The catalyst ink was prepared by blending a Pt/C catalyst, ionomer (Nafion®) and solvents (water/1-propanol (NPA) =1:1 in volume ratio). The solid content of the catalyst ink was 10 wt%, and the weight ratio of ionomer to carbon ratio was 1:1. The catalyst ink was coated on a Si wafer using a film applicator and X-ray beam (wavelength λ = 0.100 nm) was irradiated on the film at a small grazing angle (0.15 °) and the scattering images were measured using a photon counting detector (PILATUS3X 2M, DECTRIS Ltd.) at a distance of 2700 mm from the film (BL45XU/SPring-8). Selected 2D GISAXS patterns during catalyst layer formation process are shown in Fig. 1. The 2D GISAXS pattern significantly change with the elapsed time, in particular for the out-of-plane direction. Several scattering peaks appear immediately after the ink coating. With time elapsed, the peak intensities increase and their peak positions shift toward smaller qz. The intensity profiles on the out-of-plane qz axis of GISAXS patterns measured during catalyst layer formation process as a function of the elapsed time (t) are shown in Fig. 2. From t = 0 s, the peak at around qz ~ 0.2 nm−1 shift toward smaller qz with increasing t. Furthermore, at t ~ 50 s, two peaks around qz ~ 0.5 nm−1 appear and combine into one peak. Thereafter, this peak shifts toward smaller qz with increasing t. These results demonstrate that nanostructural evolution of catalyst layer formation process can be traced by utilizing synchrotron X-ray scattering. The peak shifts would be due to the growth of Pt/C agglomeration induced by solvent evaporation. For the precise assignment of scattering peaks, further investigations based on direct observations of the catalyst ink using cryogenic transmission electron microscopy are now in progress.

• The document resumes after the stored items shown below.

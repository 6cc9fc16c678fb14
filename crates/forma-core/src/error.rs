//! Crate-level error surface.
//!
//! [`FormaError`] folds the domain and pipeline error families into one
//! type for callers that do not care which layer refused, while keeping
//! the per-layer enums available for callers that match on them.

use thiserror::Error;

use crate::domain::DomainError;
use crate::pipeline::PipelineError;

pub use crate::domain::ErrorCategory;

/// Any error forma-core can produce.
#[derive(Debug, Error, Clone)]
pub enum FormaError {
    /// Config or contract violation from the domain layer.
    #[error("Domain error: {0}")]
    Domain(#[from] DomainError),

    /// Resolution or execution failure from the pipeline layer.
    #[error("Pipeline error: {0}")]
    Pipeline(#[from] PipelineError),

    /// Unexpected internal errors (bugs).
    #[error("Internal error: {message}. This is a bug, please report it.")]
    Internal { message: String },
}

impl FormaError {
    /// User-actionable suggestions, delegated to the wrapped error.
    pub fn suggestions(&self) -> Vec<String> {
        match self {
            Self::Domain(e) => e.suggestions(),
            Self::Pipeline(e) => e.suggestions(),
            Self::Internal { .. } => vec![
                "This appears to be a bug in Forma".into(),
                "Please report this issue at: https://github.com/forma-dev/forma/issues".into(),
            ],
        }
    }

    /// Category for display/exit-code decisions.
    pub fn category(&self) -> ErrorCategory {
        match self {
            Self::Domain(e) => e.category(),
            Self::Pipeline(e) => e.category(),
            Self::Internal { .. } => ErrorCategory::Internal,
        }
    }
}

/// Convenient result type alias.
pub type FormaResult<T> = Result<T, FormaError>;
//! Flags shared by every subcommand.
//!
//! Flattened into [`super::Cli`], so `forma -v generate ...` and
//! `forma generate -v ...` both work.

use std::path::PathBuf;

use clap::Args;

/// Arguments accepted on any `forma` invocation.
#[derive(Debug, Args)]
pub struct GlobalArgs {
    /// Raise log verbosity; repeat for more detail.
    ///
    /// `-v` info, `-vv` debug, `-vvv` trace. Without it only warnings
    /// and errors are logged. Mutually exclusive with `--quiet`.
    #[arg(
        short = 'v',
        long = "verbose",
        action = clap::ArgAction::Count,
        global = true,
        help = "Increase verbosity (-v, -vv, -vvv)"
    )]
    pub verbose: u8,

    /// Drop everything except errors.
    #[arg(
        short = 'q',
        long = "quiet",
        global = true,
        conflicts_with = "verbose",
        help = "Suppress non-error output"
    )]
    pub quiet: bool,

    /// Never emit ANSI colour codes. Also honoured via the `NO_COLOR`
    /// environment variable (<https://no-color.org>).
    #[arg(
        long = "no-color",
        global = true,
        env = "NO_COLOR",
        help = "Disable colored output"
    )]
    pub no_color: bool,

    /// Explicit configuration file instead of the default lookup.
    #[arg(
        short = 'c',
        long = "config",
        global = true,
        value_name = "FILE",
        help = "Configuration file path"
    )]
    pub config: Option<PathBuf>,

    /// How results are rendered.
    #[arg(
        long = "output-format",
        global = true,
        value_enum,
        default_value = "auto",
        help = "Output format"
    )]
    pub output_format: OutputFormat,
}

/// How the CLI renders its results.
#[derive(Debug, Clone, Copy, Default, PartialEq, Eq, clap::ValueEnum)]
pub enum OutputFormat {
    /// Human when stdout is a terminal, plain otherwise.
    #[default]
    Auto,
    /// Styled for humans.
    Human,
    /// Unstyled text.
    Plain,
    /// Machine-readable JSON where a command supports it.
    Json,
}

This presentation is based on results obtained from the PEMFC Research and Development Program for “Highly‐Coupled Analysis of Phenomena in MEA and its Constituents and Evaluation of Cell Performance” commissioned by the New Energy and Industrial Technology Development Organization (NEDO). The synchrotron radiation experiments were performed at BL45XU in SPring-8 with the approval of JASRI (Proposal No.2016A1194 and, No.2016B1004).